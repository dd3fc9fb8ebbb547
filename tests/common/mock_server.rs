//! Mock chat endpoint streaming canned SSE bodies.

#![allow(dead_code)]

use axum::body::Body;
use axum::extract::State;
use axum::http::{Request, Response, StatusCode};
use axum::routing::any;
use axum::Router;
use std::collections::VecDeque;
use std::net::SocketAddr;
use std::sync::Arc;
use tokio::net::TcpListener;
use tokio::sync::Mutex;

/// A captured request for assertions.
#[derive(Debug, Clone)]
pub struct CapturedRequest {
    pub method: String,
    pub path: String,
    pub body: serde_json::Value,
}

/// A mock response to return.
#[derive(Debug, Clone)]
pub struct MockResponse {
    pub status: u16,
    pub content_type: String,
    pub body: Vec<u8>,
    pub delay_ms: u64,
}

impl Default for MockResponse {
    fn default() -> Self {
        Self::sse(&["[DONE]"])
    }
}

impl MockResponse {
    /// One `data:` event per entry.
    pub fn sse(events: &[&str]) -> Self {
        let body: String = events.iter().map(|e| format!("data: {}\n\n", e)).collect();
        Self {
            status: 200,
            content_type: "text/event-stream".to_string(),
            body: body.into_bytes(),
            delay_ms: 0,
        }
    }

    /// A raw body, for framing edge cases.
    pub fn raw_sse(body: &str) -> Self {
        Self {
            status: 200,
            content_type: "text/event-stream".to_string(),
            body: body.as_bytes().to_vec(),
            delay_ms: 0,
        }
    }

    pub fn error(status: u16, message: &str) -> Self {
        Self {
            status,
            content_type: "application/json".to_string(),
            body: format!(r#"{{"error": "{}"}}"#, message).into_bytes(),
            delay_ms: 0,
        }
    }

    pub fn with_delay(mut self, ms: u64) -> Self {
        self.delay_ms = ms;
        self
    }
}

#[derive(Clone)]
struct MockState {
    requests: Arc<Mutex<Vec<CapturedRequest>>>,
    responses: Arc<Mutex<VecDeque<MockResponse>>>,
}

/// Mock chat server for transport tests.
pub struct MockChatServer {
    pub addr: SocketAddr,
    state: MockState,
    shutdown: tokio::sync::watch::Sender<bool>,
}

impl MockChatServer {
    pub async fn start() -> Self {
        let state = MockState {
            requests: Arc::new(Mutex::new(Vec::new())),
            responses: Arc::new(Mutex::new(VecDeque::new())),
        };

        let (shutdown_tx, mut shutdown_rx) = tokio::sync::watch::channel(false);

        let app = Router::new()
            .route("/{*path}", any(handle_request))
            .with_state(state.clone());

        let listener = TcpListener::bind("127.0.0.1:0")
            .await
            .expect("Failed to bind mock server");
        let addr = listener.local_addr().unwrap();

        tokio::spawn(async move {
            axum::serve(listener, app)
                .with_graceful_shutdown(async move {
                    let _ = shutdown_rx.changed().await;
                })
                .await
                .ok();
        });

        tokio::time::sleep(tokio::time::Duration::from_millis(10)).await;

        Self {
            addr,
            state,
            shutdown: shutdown_tx,
        }
    }

    pub async fn enqueue_response(&self, resp: MockResponse) {
        self.state.responses.lock().await.push_back(resp);
    }

    pub async fn captured_requests(&self) -> Vec<CapturedRequest> {
        self.state.requests.lock().await.clone()
    }

    /// URL of the chat endpoint on this server.
    pub fn endpoint(&self) -> String {
        format!("http://{}/api/chat", self.addr)
    }
}

impl Drop for MockChatServer {
    fn drop(&mut self) {
        let _ = self.shutdown.send(true);
    }
}

async fn handle_request(State(state): State<MockState>, req: Request<Body>) -> Response<Body> {
    let method = req.method().to_string();
    let path = req.uri().path().to_string();

    let body_bytes = axum::body::to_bytes(req.into_body(), 1024 * 1024)
        .await
        .unwrap_or_default();
    let body = serde_json::from_slice(&body_bytes).unwrap_or(serde_json::Value::Null);

    state
        .requests
        .lock()
        .await
        .push(CapturedRequest { method, path, body });

    let mock_resp = state
        .responses
        .lock()
        .await
        .pop_front()
        .unwrap_or_default();

    if mock_resp.delay_ms > 0 {
        tokio::time::sleep(tokio::time::Duration::from_millis(mock_resp.delay_ms)).await;
    }

    Response::builder()
        .status(StatusCode::from_u16(mock_resp.status).unwrap())
        .header("content-type", mock_resp.content_type)
        .body(Body::from(mock_resp.body))
        .unwrap()
}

::::

• REQUIRED WORK
Beginning with the first line, transcribe the complete listing exactly.

• RESPONSE TO THIS TASK
repository dd3fc9fb8ebbb547
filename tests/common/mock_server.rs
//! Mock chat endpoint streaming canned SSE bodies.

#![allow(dead_code)]

use axum::body::Body;
use axum::extract::State;
use axum::http::{Request, Response, StatusCode};
use axum::routing::any;
use axum::Router;
use std::collections::VecDeque;
use std::net::SocketAddr;
use std::sync::Arc;
use tokio::net::TcpListener;
use tokio::sync::Mutex;

/// A captured request for assertions.
#[derive(Debug, Clone)]
pub struct CapturedRequest {
    pub method: String,
    pub path: String,
    pub body: serde_json::Value,
}

/// A mock response to return.
#[derive(Debug, Clone)]
pub struct MockResponse {
    pub status: u16,
    pub content_type: String,
    pub body: Vec<u8>,
    pub delay_ms: u64,
}

impl Default for MockResponse {
    fn default() -> Self {
        Self::sse(&["[DONE]"])
    }
}

impl MockResponse {
    /// One `data:` event per entry.
    pub fn sse(events: &[&str]) -> Self {
        let body: String = events.iter().map(|e| format!("data: {}\n\n", e)).collect();
        Self {
            status: 200,
            content_type: "text/event-stream".to_string(),
            body: body.into_bytes(),
            delay_ms: 0,
        }
    }

    /// A raw body, for framing edge cases.
    pub fn raw_sse(body: &str) -> Self {
        Self {
            status: 200,
            content_type: "text/event-stream".to_string(),
            body: body.as_bytes().to_vec(),
            delay_ms: 0,
        }
    }

    pub fn error(status: u16, message: &str) -> Self {
        Self {
            status,
            content_type: "application/json".to_string(),
            body: format!(r#"{{"error": "{}"}}"#, message).into_bytes(),
            delay_ms: 0,
        }
    }

    pub fn with_delay(mut self, ms: u64) -> Self {
        self.delay_ms = ms;
        self
    }
}

#[derive(Clone)]
struct MockState {
    requests: Arc<Mutex<Vec<CapturedRequest>>>,
    responses: Arc<Mutex<VecDeque<MockResponse>>>,
}

/// Mock chat server for transport tests.
pub struct MockChatServer {
    pub addr: SocketAddr,
    state: MockState,
    shutdown: tokio::sync::watch::Sender<bool>,
}

impl MockChatServer {
    pub async fn start() -> Self {
        let state = MockState {
            requests: Arc::new(Mutex::new(Vec::new())),
            responses: Arc::new(Mutex::new(VecDeque::new())),
        };

        let (shutdown_tx, mut shutdown_rx) = tokio::sync::watch::channel(false);

        let app = Router::new()
            .route("/{*path}", any(handle_request))
            .with_state(state.clone());

        let listener = TcpListener::bind("127.0.0.1:0")
            .await
            .expect("Failed to bind mock server");
        let addr = listener.local_addr().unwrap();

        tokio::spawn(async move {
            axum::serve(listener, app)
                .with_graceful_shutdown(async move {
                    let _ = shutdown_rx.changed().await;
                })
                .await
                .ok();
        });

        tokio::time::sleep(tokio::time::Duration::from_millis(10)).await;

        Self {
            addr,
            state,
            shutdown: shutdown_tx,
        }
    }

    pub async fn enqueue_response(&self, resp: MockResponse) {
        self.state.responses.lock().await.push_back(resp);
    }

    pub async fn captured_requests(&self) -> Vec<CapturedRequest> {
        self.state.requests.lock().await.clone()
    }

    /// URL of the chat endpoint on this server.
    pub fn endpoint(&self) -> String {
        format!("http://{}/api/chat", self.addr)
    }
}

impl Drop for MockChatServer {
    fn drop(&mut self) {
        let _ = self.shutdown.send(true);
    }
}

async fn handle_request(State(state): State<MockState>, req: Request<Body>) -> Response<Body> {
    let method = req.method().to_string();
    let path = req.uri().path().to_string();

    let body_bytes = axum::body::to_bytes(req.into_body(), 1024 * 1024)
        .await
        .unwrap_or_default();
    let body = serde_json::from_slice(&body_bytes).unwrap_or(serde_json::Value::Null);

    state
        .requests
        .lock()
        .await
        .push(CapturedRequest { method, path, body });

    let mock_resp = state
        .responses
        .lock()
        .await
        .pop_front()
        .unwrap_or_default();

    if mock_resp.delay_ms > 0 {
        tokio::time::sleep(tokio::time::Duration::from_millis(mock_resp.delay_ms)).await;
    }

    Response::builder()
        .status(StatusCode::from_u16(mock_resp.status).unwrap())
        .header("content-type", mock_resp.content_type)
        .body(Body::from(mock_resp.body))
        .unwrap()
}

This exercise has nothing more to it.